Closed k00ni closed 2 years ago
The current regex is too restrictive as you point out. The proposed new one is too liberal. Would you mind updating it to match the spec?
I updated the regex and added a few tests to prove they work. Is that approach OK?
Any idea how to handle the following characters? U+00B7, U+0300 to U+036F and U+203F to U+2040
You should be able to match then with \x{00B7}
etc. If I read the regex in the change correctly, it would disallow IDs such as _:b
as it always requires at least two characters. You'll have to make the second oder optional.
_:b
is covered now.
To include U+00B7, U+0300 to U+036F and U+203F to U+2040, I had to use UTF-8 mode in regex. This lead to failing tests because at Processor.php line 2895 it tries to use $property
, which is an empty string sometimes. I have no idea why that is.
1) ML\JsonLD\Test\NQuadsTest::testEscaping
Error: Cannot access empty property
/var/www/html/Processor.php:2895
/var/www/html/Processor.php:2322
/var/www/html/JsonLD.php:465
/var/www/html/Test/NQuadsTest.php:45
phpvfscomposer:///var/www/html/vendor/phpunit/phpunit/phpunit:51
Without using UTF-8 mode in regex I get the following error:
preg_match(): Compilation failed: character value in \x{} or \o{} is too large at offset 76
We have two options as far as I can tell:
Processor.php
and keep UTF-8 characters.WDYT?
How do we proceed here @lanthaler?
Thanks for the ping, I missed your previous comment. I'd suggest we remove the UTF-8 characters for now. We can split that of into a separate bug.
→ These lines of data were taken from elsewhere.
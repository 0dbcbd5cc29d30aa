//! The narrow inbound request surface the matching engine reads from.
//!
//! A [`MockRequest`] carries exactly what the matchers need: method, full
//! URL text, parsed path and query, headers, and an optional body that can
//! be drained once. The host HTTP client adapts its own request type into
//! this view before handing it to the dispatcher.

use std::fmt;
use std::io::Read;
use std::str::FromStr;

use bytes::Bytes;
use hyper::header::{HeaderName, HeaderValue};
use hyper::{HeaderMap, Method, Uri};
use once_cell::unsync::OnceCell;
use parking_lot::Mutex;

use crate::error::{ConfigError, MatchError};

/// An outgoing request as seen by the interception engine.
#[derive(Debug)]
pub struct MockRequest {
    method: Method,
    url: String,
    uri: Uri,
    headers: HeaderMap,
    body: Option<RequestBody>,
}

impl MockRequest {
    /// Start building a request for the given method and absolute URL.
    pub fn builder(method: Method, url: impl Into<String>) -> MockRequestBuilder {
        MockRequestBuilder {
            method,
            url: url.into(),
            headers: HeaderMap::new(),
            body: None,
            defect: None,
        }
    }

    /// Shorthand for a bodyless GET request.
    pub fn get(url: impl Into<String>) -> Result<Self, ConfigError> {
        Self::builder(Method::GET, url).build()
    }

    pub fn method(&self) -> &Method {
        &self.method
    }

    /// The full URL text, as given to the builder.
    pub fn url(&self) -> &str {
        &self.url
    }

    /// The path component of the URL.
    pub fn path(&self) -> &str {
        self.uri.path()
    }

    /// Look up a header value by name. Non-UTF8 values read as absent.
    pub fn header(&self, name: &str) -> Option<&str> {
        self.headers.get(name).and_then(|v| v.to_str().ok())
    }

    /// Look up a query parameter by name, URL-decoding both keys and
    /// values. The first occurrence wins.
    pub fn query_param(&self, name: &str) -> Option<String> {
        let query = self.uri.query()?;
        query
            .split('&')
            .filter(|pair| !pair.is_empty())
            .find_map(|pair| {
                let (key, value) = pair.split_once('=').unwrap_or((pair, ""));
                let key = urlencoding::decode(key).ok()?;
                if key == name {
                    Some(urlencoding::decode(value).ok()?.into_owned())
                } else {
                    None
                }
            })
    }

    pub fn body(&self) -> Option<&RequestBody> {
        self.body.as_ref()
    }
}

impl fmt::Display for MockRequest {
    fn fmt(&self, f: &mut fmt::Formatter<'_>) -> fmt::Result {
        write!(f, "{} {}", self.method, self.url)
    }
}

/// Builder for [`MockRequest`]. URL and header defects surface at `build`.
pub struct MockRequestBuilder {
    method: Method,
    url: String,
    headers: HeaderMap,
    body: Option<RequestBody>,
    defect: Option<ConfigError>,
}

impl MockRequestBuilder {
    pub fn header(mut self, name: &str, value: &str) -> Self {
        match (HeaderName::from_str(name), HeaderValue::from_str(value)) {
            (Ok(name), Ok(value)) => {
                self.headers.insert(name, value);
            }
            _ => {
                if self.defect.is_none() {
                    self.defect = Some(ConfigError::InvalidHeader(name.to_string()));
                }
            }
        }
        self
    }

    pub fn body(mut self, body: RequestBody) -> Self {
        self.body = Some(body);
        self
    }

    pub fn build(self) -> Result<MockRequest, ConfigError> {
        if let Some(defect) = self.defect {
            return Err(defect);
        }
        let uri = Uri::from_str(&self.url).map_err(|source| ConfigError::InvalidUrl {
            url: self.url.clone(),
            source,
        })?;
        Ok(MockRequest {
            method: self.method,
            url: self.url,
            uri,
            headers: self.headers,
            body: self.body,
        })
    }
}

enum Payload {
    Buffered(Bytes),
    Pending(Box<dyn Read + Send>),
    Drained,
}

impl fmt::Debug for Payload {
    fn fmt(&self, f: &mut fmt::Formatter<'_>) -> fmt::Result {
        match self {
            Payload::Buffered(bytes) => write!(f, "Buffered({} bytes)", bytes.len()),
            Payload::Pending(_) => write!(f, "Pending(..)"),
            Payload::Drained => write!(f, "Drained"),
        }
    }
}

/// A request body handed in by the host client.
///
/// Buffered bodies can be drained repeatedly; reader-backed bodies are
/// single-read, which is why matcher evaluation goes through a
/// per-dispatch [`BodyCache`]. The `duplex` and `one_shot` flags mark
/// bodies the body matcher must refuse outright.
#[derive(Debug)]
pub struct RequestBody {
    payload: Mutex<Payload>,
    duplex: bool,
    one_shot: bool,
}

impl RequestBody {
    pub fn text(text: impl Into<String>) -> Self {
        Self::bytes(Bytes::from(text.into()))
    }

    pub fn bytes(bytes: impl Into<Bytes>) -> Self {
        RequestBody {
            payload: Mutex::new(Payload::Buffered(bytes.into())),
            duplex: false,
            one_shot: false,
        }
    }

    /// A body backed by a reader. Readable once, so it is marked one-shot
    /// and can not be pattern-matched.
    pub fn from_reader(reader: impl Read + Send + 'static) -> Self {
        RequestBody {
            payload: Mutex::new(Payload::Pending(Box::new(reader))),
            duplex: false,
            one_shot: true,
        }
    }

    /// Mark this body as duplex (written concurrently with the response).
    pub fn duplex(mut self) -> Self {
        self.duplex = true;
        self
    }

    /// Mark this body as writable only once.
    pub fn one_shot(mut self) -> Self {
        self.one_shot = true;
        self
    }

    pub fn is_duplex(&self) -> bool {
        self.duplex
    }

    pub fn is_one_shot(&self) -> bool {
        self.one_shot
    }

    /// Drain the body into bytes. Buffered bodies can be drained again;
    /// a reader-backed body yields its content exactly once.
    pub fn drain(&self) -> std::io::Result<Bytes> {
        let mut payload = self.payload.lock();
        match &mut *payload {
            Payload::Buffered(bytes) => Ok(bytes.clone()),
            Payload::Pending(reader) => {
                let mut buf = Vec::new();
                reader.read_to_end(&mut buf)?;
                *payload = Payload::Drained;
                Ok(Bytes::from(buf))
            }
            Payload::Drained => Err(std::io::Error::new(
                std::io::ErrorKind::Other,
                "request body already drained",
            )),
        }
    }
}

/// Decoded-body cache scoped to a single dispatch call.
///
/// Replaces any notion of global "last request body" state: the dispatcher
/// creates one of these per call and threads it through matcher
/// evaluation, so `matches` and `fail_reason` share one body extraction
/// even for single-read stream bodies.
#[derive(Default)]
pub struct BodyCache {
    bytes: OnceCell<Option<Bytes>>,
}

impl BodyCache {
    pub fn new() -> Self {
        Self::default()
    }

    /// The request body bytes, drained at most once per dispatch.
    ///
    /// Duplex and one-shot bodies are refused before extraction: a false
    /// non-match would be indistinguishable from "the content didn't
    /// match".
    pub fn bytes(&self, request: &MockRequest) -> Result<Option<&Bytes>, MatchError> {
        let cached = self.bytes.get_or_try_init(|| match request.body() {
            None => Ok(None),
            Some(body) => {
                if body.is_duplex() {
                    return Err(MatchError::UnmatchableBody("duplex bodies can't be matched"));
                }
                if body.is_one_shot() {
                    return Err(MatchError::UnmatchableBody(
                        "one-shot bodies can't be matched",
                    ));
                }
                Ok(Some(body.drain()?))
            }
        })?;
        Ok(cached.as_ref())
    }
}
I removed my UTF-8 extensions.
After running PHPUnit (both PHP 5.6 and 7.4), I ran into a couple of errors and failures, such as:
1) ML\JsonLD\Test\W3CTestSuiteTest::testRemoteDocumentLoading with data set "http://json-ld.org/test-suite/tests/remote-doc-manifest.jsonld#t0012" ('Multiple context link headers', stdClass Object (...), stdClass Object (...))
Failed asserting that 'loading document failed' is equal to expected exception code 'multiple context link headers'.
phpvfscomposer:///var/www/html/vendor/phpunit/phpunit/phpunit:51
or
10) ML\JsonLD\Test\W3CTestSuiteTest::testRemoteDocumentLoading with data set "http://json-ld.org/test-suite/tests/remote-doc-manifest.jsonld#t0011" ('load JSON document with exten...h link', stdClass Object (...), stdClass Object (...))
ML\JsonLD\Exception\JsonLdException: Unable to load the remote document "https://json-ld.org:443/test-suite/tests/remote-doc-0011-in.jldt".
/var/www/html/FileGetContentsLoader.php:62
/var/www/html/JsonLD.php:142
/var/www/html/Test/W3CTestSuiteTest.php:182
phpvfscomposer:///var/www/html/vendor/phpunit/phpunit/phpunit:51
My changes are not the source of these errors because they persisted after reverting ALL of my changes. Unfortunately, there is no CI for pull requests to have a neutral view on the matter. I assume there were changes in http://json-ld.org/test-suite/tests/remote-doc-manifest.jsonld in the meantime which broke your tests.
I leave it to you how to proceed.
Oh, I didn't realize that CI is broken. Travis was running on PR before. Your code LGTM. I'll have a look at the tests and the CI setup (likely on the weekend) and merge your code.
Thanks a lot for your work on this Konrad.
Could you please allow edits to this PR? I've found the bug and would like to push it back to the PR before merging it to have the full history here
Btw. I've also set up CI using GitHub Actions and added a devcontainer for easier development
Could you please allow edits to this PR?
It is allowed already. "Allow edits by maintainers" is checked.
Btw. you mean the bug which stopped us from using UTF-8 symbols in the regex?
No, the bug that caused tests to fail. I didn't look into the UTF-8 symbols yet.
Thanks for working on this!
As far as I understand https://www.w3.org/TR/n-quads/#BNodes, blank node labels in NQuads can include
-
,.
and_
too. Specification requires these characters not being at the beginning of the label, but this regex is not structured to check that anyway.